_Task prompt_
Starting at the line with "filename crates/controller_simulation/src/logger/mod.rs" and going on through the line with "use once_cell::sync::Lazy;", reproduce each line in the records below exactly and nothing more.

_Available data_

^^^^

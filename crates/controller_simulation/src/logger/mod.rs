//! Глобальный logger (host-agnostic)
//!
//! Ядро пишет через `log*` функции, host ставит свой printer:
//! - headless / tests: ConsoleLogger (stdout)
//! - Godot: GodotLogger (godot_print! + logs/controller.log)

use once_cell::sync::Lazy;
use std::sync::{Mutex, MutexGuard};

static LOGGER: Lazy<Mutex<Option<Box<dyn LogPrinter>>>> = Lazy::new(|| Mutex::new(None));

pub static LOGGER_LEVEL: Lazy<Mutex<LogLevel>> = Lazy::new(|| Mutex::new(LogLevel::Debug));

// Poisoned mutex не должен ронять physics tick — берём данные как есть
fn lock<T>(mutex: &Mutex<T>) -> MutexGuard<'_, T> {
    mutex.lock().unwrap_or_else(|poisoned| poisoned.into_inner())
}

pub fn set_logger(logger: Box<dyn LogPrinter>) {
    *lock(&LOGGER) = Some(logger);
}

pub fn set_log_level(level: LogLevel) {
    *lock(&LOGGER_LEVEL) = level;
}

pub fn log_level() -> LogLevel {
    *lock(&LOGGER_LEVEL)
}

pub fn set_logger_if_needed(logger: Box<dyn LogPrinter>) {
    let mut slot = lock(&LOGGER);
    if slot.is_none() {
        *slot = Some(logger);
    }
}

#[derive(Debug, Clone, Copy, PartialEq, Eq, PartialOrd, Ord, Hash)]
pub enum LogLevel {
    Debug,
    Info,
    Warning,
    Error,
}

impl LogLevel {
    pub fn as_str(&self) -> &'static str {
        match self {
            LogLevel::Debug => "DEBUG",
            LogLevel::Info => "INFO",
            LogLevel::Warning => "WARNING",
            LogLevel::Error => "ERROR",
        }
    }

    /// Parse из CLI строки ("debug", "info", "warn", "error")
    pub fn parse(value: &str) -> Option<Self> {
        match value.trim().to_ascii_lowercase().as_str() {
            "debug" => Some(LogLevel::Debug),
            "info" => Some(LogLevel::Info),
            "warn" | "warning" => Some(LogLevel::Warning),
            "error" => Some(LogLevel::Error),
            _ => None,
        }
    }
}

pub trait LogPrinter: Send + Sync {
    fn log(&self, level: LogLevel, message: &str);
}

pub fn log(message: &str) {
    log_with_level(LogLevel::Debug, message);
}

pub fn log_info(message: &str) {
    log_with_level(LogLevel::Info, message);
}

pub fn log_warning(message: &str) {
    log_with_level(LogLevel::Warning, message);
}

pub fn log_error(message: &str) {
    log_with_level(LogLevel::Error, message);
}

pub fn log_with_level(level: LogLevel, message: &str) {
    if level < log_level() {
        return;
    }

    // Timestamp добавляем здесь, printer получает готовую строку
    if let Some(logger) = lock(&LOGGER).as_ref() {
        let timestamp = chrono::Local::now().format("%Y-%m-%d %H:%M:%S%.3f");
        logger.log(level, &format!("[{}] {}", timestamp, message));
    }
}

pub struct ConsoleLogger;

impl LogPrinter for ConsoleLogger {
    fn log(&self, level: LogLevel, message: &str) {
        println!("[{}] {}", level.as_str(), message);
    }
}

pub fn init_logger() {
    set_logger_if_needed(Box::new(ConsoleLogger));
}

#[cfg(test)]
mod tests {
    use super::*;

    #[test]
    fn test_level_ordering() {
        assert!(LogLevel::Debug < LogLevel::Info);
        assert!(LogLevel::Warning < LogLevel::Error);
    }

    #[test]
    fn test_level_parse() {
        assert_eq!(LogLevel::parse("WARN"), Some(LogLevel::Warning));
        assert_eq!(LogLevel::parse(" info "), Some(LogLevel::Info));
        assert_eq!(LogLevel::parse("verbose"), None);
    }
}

^^^^

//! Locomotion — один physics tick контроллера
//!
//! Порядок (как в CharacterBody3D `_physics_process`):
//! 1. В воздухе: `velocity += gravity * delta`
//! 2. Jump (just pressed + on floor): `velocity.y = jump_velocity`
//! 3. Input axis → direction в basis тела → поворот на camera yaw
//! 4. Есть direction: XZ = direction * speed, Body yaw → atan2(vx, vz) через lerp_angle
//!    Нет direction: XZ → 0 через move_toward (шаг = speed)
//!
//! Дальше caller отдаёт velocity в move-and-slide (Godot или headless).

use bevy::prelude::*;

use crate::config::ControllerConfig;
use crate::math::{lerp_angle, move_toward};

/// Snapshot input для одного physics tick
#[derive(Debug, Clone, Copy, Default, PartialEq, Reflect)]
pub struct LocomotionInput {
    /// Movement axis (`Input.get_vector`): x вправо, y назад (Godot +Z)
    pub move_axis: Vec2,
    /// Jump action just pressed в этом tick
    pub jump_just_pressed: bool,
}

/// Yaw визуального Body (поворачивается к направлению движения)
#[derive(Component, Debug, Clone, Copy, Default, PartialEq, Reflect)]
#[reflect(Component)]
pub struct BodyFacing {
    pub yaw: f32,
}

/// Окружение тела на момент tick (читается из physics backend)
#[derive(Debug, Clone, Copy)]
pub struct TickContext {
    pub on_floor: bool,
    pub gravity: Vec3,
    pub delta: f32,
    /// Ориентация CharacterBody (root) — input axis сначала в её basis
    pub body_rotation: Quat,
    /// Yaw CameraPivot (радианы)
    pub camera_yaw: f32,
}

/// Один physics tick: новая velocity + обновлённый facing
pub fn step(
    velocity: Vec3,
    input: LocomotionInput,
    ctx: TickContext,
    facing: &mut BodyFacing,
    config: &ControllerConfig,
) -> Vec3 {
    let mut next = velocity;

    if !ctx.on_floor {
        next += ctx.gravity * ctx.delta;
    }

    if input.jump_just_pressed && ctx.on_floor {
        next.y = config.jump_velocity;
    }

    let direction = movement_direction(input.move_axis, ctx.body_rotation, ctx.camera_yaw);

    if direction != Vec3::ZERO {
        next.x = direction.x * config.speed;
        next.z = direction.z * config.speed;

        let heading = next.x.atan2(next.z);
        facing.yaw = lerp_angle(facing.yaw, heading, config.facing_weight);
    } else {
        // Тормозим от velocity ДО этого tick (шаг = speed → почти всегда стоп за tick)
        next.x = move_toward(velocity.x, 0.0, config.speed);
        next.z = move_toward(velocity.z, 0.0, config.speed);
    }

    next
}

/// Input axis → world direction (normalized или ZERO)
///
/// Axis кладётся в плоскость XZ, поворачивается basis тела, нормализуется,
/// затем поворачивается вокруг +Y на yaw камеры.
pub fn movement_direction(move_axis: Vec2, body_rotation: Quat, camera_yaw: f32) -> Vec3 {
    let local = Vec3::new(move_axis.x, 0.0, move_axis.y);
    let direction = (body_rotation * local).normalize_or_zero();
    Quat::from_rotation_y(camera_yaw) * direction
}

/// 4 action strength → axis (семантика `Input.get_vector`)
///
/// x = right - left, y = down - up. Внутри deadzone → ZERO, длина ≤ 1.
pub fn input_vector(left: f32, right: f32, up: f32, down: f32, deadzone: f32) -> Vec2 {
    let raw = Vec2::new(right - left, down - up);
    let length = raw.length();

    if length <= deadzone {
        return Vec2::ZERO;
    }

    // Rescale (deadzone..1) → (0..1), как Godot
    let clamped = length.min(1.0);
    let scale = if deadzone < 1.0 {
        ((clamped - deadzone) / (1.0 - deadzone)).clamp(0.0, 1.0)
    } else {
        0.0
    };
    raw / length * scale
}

^^^^

_Result for this task_
filename crates/controller_simulation/src/logger/mod.rs
//! Глобальный logger (host-agnostic)
//!
//! Ядро пишет через `log*` функции, host ставит свой printer:
//! - headless / tests: ConsoleLogger (stdout)
//! - Godot: GodotLogger (godot_print! + logs/controller.log)

use once_cell::sync::Lazy;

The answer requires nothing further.